Conclusions EAML/RuleFit outperformed cross-sectional models. Significant discrepancies between experts and ML occurred in rankings of biomarkers used in clinical practice. EAML may serve as a method for ML-guided hypothesis generation in further ACLF research.
Introduction
Acute-on-chronic liver failure (ACLF) is commonly defined as acute decompensation of end-stage liver disease (ESLD) with extra-hepatic organ failure and is associated with high short-term mortality.(2–7) Liver transplantation (LT) is a well-established treatment for patients with ACLF who are refractory to supportive care and treatment for the underlying precipitant. Due to critical illness, however, LT is estimated to be feasible in only 25% of ACLF patients.(8) Moreover, there have been conflicting post-LT outcomes reported for ACLF patients with some sub-populations having up 40% three-month mortality.(9,10) There is an unmet need for tools to predict post-LT outcomes for ACLF patients in the pre-LT setting (and without intra-operative or post-LT data) to ensure utility.(11,12)
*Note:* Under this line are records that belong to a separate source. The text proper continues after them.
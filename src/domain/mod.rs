/// Puzzle data model and pure rules. No I/O, no timing.

pub mod cell;
pub mod entity;
pub mod grid;
pub mod room;
pub mod rules;
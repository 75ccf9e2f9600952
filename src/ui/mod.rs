/// Presentation glue: terminal rendering, keyboard, gamepad, sound.

pub mod gamepad;
pub mod input;
pub mod renderer;
pub mod sound;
Multiple international research consortia, such as the North American Consortium for the Study of End-Stage Liver Disease (NACSELD),(3) the European Association for the Study of the Liver-Chronic Liver Failure Consortium (EF-CLIF),(4) and the Asian Pacific Association for the Study of the Liver ACLF Research Consortium (APASL ACLF);(13) have developed scoring systems to predict pre-LT outcomes. None of these models, however, specifically evaluates for post-LT outcomes. One of the few models that specifically evaluate for post-LT outcomes is the Transplantation for ACLF-3 Model (TAM) score, which was trained on a cohort of 76 patients with EF-CLIF grade-3 (severe) ACLF at a single French center and validated in 76 patients in four other centers.(14) Despite its potential utility, the TAM model has not been studied in non-European settings outside of limited cohorts.
In addition, one of the major barriers to building post-LT outcomes models for ACLF patients is that ACLF is a heterogeneous and dynamic clinical syndrome, as evidenced by diverging definitions in different geographies.(3,4,6,8,13) Existing prediction models do not utilize vast numbers of data features available in electronic health records (EHRs) to better define dynamic clinical trajectories seen in patients with ACLF. Our group had previously demonstrated an informatics approach to extract EHR data that yielded a median of 454 features per admission to more accurately represent ACLF patients’ clinical courses.(15) Machine Learning (ML) is well-suited for analyzing such data, but can be misleading when taken out of context of biological or clinical mechanisms.(16,17)
Expert-Augmented Machine Learning (EAML) is an emerging technique that overcomes this limitation of ML by extracting rules from decision-tree ML models for human expert feedback. EAML has two potential benefits: 1) To create combined models that incorporate the best of human and ML knowledge, and 2) To evaluate for differences between humans and ML. These differences could represent human biases (e.g., experts ignoring important variables identified by ML) or artifacts in the underlying data (e.g., experts are identifying the important variables but there is over-representation of other clinical characteristics in this population not seen elsewhere).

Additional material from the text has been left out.